§ **Aim of the task**
Locate all lines in the data below that hold "GroupRole" and show them.

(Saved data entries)
────

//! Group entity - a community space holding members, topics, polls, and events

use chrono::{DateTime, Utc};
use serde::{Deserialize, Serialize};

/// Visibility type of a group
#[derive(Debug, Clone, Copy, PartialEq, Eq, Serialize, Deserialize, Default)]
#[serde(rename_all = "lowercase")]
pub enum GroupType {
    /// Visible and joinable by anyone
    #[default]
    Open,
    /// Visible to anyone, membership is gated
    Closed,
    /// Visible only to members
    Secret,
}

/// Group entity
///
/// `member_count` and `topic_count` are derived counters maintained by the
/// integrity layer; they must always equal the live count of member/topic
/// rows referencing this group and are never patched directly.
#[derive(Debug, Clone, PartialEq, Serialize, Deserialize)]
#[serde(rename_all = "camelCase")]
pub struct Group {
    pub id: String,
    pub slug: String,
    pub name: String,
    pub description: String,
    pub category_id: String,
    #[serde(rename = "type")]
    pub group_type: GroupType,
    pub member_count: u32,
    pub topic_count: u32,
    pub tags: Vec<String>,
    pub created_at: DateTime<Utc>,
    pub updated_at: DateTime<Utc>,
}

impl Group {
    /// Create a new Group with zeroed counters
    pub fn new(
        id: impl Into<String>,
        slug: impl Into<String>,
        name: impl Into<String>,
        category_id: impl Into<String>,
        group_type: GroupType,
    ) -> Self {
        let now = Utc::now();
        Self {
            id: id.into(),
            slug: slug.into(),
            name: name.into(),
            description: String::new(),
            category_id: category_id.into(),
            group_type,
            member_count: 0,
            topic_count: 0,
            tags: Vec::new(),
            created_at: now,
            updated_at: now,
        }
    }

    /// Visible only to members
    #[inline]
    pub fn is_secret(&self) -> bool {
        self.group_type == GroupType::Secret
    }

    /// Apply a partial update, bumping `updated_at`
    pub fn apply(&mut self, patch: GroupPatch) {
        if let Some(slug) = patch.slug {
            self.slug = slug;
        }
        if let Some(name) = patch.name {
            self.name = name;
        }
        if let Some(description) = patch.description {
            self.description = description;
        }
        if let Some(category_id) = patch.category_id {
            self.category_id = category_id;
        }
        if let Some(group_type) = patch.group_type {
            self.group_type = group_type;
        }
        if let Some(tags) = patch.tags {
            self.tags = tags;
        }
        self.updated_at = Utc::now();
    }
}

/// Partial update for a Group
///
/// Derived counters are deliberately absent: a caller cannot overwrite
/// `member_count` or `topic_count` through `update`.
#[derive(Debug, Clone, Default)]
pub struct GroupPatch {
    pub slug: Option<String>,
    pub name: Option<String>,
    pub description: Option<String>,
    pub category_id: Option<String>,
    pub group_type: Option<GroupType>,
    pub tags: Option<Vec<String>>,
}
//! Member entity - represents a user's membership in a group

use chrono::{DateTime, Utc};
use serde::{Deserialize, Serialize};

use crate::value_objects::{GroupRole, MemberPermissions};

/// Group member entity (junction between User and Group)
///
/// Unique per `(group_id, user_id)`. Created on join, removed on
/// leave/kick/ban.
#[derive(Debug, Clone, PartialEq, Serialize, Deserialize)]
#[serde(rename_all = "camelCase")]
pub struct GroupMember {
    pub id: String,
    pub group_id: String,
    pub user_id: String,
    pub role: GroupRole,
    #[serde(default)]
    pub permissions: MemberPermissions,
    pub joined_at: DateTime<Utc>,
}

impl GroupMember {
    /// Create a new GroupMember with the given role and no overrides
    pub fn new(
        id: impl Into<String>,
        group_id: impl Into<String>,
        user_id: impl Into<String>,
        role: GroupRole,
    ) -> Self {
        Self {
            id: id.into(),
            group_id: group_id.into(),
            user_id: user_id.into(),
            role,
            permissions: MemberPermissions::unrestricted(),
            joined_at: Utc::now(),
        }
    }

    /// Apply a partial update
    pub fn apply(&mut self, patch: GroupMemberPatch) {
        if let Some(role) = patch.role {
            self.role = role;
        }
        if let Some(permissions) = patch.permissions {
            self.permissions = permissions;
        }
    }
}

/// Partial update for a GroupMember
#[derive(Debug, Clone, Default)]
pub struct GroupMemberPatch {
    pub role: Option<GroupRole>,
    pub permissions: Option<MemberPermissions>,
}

────

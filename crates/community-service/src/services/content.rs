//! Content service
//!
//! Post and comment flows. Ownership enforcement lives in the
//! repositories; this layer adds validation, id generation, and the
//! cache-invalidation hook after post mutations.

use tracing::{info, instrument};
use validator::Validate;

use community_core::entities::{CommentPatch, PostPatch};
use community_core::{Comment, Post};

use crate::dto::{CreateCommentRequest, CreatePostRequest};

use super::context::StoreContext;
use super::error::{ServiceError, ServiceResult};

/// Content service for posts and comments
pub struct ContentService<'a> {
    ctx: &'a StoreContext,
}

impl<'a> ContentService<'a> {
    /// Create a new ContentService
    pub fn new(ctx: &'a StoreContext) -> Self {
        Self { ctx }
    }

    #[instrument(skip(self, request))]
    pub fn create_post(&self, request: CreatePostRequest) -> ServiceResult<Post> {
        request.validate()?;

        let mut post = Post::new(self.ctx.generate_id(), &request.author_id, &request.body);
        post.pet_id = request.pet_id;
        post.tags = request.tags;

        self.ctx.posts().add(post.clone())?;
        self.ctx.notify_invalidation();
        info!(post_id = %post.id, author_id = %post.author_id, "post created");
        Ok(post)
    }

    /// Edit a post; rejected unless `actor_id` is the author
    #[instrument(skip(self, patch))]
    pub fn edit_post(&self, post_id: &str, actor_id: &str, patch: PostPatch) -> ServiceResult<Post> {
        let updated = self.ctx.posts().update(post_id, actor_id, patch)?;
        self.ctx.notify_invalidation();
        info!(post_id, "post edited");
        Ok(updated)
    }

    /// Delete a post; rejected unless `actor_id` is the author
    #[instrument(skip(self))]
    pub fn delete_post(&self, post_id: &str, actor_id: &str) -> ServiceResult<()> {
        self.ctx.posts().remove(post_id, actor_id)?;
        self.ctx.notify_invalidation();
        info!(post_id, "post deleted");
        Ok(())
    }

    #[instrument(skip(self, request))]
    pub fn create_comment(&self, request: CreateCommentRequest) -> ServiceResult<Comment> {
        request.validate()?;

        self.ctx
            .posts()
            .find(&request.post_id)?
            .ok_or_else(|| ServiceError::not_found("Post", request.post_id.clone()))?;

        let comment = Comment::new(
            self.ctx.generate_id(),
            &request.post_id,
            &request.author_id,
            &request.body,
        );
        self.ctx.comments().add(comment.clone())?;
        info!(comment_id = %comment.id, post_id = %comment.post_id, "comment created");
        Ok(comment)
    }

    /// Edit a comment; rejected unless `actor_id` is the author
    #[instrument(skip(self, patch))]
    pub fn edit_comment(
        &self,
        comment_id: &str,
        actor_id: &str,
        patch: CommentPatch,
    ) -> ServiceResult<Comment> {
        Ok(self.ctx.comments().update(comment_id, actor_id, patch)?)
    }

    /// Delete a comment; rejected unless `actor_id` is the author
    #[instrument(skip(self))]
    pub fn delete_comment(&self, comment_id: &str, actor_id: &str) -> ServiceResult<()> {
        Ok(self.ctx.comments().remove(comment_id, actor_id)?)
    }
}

────

§ **The answer**
use crate::value_objects::{GroupRole, MemberPermissions};
    pub role: GroupRole,
        role: GroupRole,
    pub role: Option<GroupRole>,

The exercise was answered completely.